-- DATA PROVIDED follows --

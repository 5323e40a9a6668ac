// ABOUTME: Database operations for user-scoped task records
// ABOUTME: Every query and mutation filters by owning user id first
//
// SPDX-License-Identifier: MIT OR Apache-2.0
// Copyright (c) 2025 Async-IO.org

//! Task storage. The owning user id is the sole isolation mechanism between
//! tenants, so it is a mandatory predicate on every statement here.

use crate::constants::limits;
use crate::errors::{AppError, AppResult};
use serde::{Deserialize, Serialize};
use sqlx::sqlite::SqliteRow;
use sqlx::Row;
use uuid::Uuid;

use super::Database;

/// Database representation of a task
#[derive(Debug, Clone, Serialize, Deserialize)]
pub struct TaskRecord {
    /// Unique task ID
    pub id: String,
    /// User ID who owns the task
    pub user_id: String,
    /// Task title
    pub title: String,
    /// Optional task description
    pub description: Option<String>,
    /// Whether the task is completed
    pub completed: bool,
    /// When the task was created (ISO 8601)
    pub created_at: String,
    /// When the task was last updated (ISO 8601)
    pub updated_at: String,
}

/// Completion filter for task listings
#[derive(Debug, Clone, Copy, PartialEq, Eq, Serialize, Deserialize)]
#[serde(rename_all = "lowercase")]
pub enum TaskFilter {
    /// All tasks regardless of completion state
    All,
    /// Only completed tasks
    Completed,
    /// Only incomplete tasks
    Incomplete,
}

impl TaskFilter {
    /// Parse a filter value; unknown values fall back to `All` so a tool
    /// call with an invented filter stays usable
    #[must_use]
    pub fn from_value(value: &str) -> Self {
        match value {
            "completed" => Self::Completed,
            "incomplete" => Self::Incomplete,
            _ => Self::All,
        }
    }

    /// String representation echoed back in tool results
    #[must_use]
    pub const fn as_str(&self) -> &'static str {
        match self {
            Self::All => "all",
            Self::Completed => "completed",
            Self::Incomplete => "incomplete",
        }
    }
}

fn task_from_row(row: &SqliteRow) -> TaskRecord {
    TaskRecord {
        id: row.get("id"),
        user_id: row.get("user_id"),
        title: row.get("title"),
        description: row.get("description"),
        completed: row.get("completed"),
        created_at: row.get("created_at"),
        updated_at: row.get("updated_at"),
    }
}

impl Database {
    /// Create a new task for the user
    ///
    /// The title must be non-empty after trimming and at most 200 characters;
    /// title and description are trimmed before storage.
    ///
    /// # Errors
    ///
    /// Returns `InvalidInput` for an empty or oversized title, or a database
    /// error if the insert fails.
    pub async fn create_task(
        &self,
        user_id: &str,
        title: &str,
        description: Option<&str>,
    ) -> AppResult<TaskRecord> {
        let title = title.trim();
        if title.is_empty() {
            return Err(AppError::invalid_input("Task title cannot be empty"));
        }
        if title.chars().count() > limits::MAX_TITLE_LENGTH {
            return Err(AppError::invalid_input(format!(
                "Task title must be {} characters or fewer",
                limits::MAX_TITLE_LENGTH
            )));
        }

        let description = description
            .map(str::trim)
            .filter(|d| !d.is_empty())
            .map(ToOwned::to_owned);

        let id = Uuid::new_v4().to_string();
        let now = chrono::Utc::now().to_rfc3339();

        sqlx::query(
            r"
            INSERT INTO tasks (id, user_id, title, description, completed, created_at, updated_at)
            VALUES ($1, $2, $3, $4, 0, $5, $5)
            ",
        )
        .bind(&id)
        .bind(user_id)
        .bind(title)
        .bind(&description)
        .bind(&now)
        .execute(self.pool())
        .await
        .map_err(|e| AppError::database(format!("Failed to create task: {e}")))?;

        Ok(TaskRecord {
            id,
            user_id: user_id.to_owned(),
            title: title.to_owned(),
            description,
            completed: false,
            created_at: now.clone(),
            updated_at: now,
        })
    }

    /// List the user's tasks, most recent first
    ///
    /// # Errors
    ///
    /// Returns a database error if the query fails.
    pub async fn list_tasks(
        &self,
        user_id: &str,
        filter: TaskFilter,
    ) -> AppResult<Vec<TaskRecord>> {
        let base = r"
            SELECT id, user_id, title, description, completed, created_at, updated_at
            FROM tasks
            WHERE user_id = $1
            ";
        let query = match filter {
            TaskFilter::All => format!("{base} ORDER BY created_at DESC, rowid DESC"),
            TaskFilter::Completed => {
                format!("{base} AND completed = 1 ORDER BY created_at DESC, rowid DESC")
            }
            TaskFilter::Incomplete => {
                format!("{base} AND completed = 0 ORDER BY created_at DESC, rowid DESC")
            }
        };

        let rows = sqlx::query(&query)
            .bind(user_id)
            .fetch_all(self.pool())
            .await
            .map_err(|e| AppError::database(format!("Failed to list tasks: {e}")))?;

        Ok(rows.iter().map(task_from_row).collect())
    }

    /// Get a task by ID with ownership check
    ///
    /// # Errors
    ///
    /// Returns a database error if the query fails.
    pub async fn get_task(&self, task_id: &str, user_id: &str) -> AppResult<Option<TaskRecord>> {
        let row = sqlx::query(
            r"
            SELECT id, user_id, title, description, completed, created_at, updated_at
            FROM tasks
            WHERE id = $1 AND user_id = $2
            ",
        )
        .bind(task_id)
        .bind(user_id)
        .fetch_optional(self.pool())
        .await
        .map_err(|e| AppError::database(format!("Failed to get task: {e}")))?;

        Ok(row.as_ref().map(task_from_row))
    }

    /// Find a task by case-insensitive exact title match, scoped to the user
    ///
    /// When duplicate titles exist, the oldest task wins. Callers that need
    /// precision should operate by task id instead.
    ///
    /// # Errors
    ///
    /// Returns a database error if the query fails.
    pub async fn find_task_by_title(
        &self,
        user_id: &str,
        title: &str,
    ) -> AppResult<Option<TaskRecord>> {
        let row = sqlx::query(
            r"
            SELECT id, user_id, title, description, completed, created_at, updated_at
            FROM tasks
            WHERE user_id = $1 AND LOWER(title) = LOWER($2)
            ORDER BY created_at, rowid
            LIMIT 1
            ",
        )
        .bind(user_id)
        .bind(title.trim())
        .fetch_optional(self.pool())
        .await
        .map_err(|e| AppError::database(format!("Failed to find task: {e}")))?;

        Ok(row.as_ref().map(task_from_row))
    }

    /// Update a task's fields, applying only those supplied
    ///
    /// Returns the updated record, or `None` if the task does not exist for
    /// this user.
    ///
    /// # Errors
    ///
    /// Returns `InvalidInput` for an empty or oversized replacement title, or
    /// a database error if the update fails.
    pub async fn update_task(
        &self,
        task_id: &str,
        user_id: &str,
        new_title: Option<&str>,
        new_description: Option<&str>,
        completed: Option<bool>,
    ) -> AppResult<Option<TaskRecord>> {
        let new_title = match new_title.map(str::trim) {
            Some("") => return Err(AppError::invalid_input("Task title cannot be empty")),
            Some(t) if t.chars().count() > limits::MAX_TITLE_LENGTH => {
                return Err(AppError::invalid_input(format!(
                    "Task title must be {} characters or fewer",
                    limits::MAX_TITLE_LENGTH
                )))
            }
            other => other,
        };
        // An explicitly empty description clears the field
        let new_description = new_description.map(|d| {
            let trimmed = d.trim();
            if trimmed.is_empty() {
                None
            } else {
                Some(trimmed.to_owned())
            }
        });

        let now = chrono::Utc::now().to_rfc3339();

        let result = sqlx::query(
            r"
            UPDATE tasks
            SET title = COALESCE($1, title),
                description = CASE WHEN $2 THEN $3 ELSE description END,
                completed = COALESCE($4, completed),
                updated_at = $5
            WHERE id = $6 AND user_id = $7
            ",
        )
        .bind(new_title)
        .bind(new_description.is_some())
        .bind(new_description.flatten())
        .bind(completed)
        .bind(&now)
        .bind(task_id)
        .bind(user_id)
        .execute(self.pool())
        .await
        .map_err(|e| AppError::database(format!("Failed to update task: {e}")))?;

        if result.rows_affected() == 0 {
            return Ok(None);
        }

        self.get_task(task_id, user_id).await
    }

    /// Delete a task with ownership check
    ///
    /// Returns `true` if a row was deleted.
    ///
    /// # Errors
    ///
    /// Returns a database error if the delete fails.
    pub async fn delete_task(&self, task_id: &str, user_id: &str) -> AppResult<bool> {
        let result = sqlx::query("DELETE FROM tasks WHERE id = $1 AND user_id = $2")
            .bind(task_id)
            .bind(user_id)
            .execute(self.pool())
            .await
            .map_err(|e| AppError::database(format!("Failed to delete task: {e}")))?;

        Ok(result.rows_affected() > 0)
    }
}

-- DATA PROVIDED concluded --

EXERCISE INSTRUCTIONS:
If a line in the data holds the word "query", count it, then state the total alone.

ANSWER SPACE:
11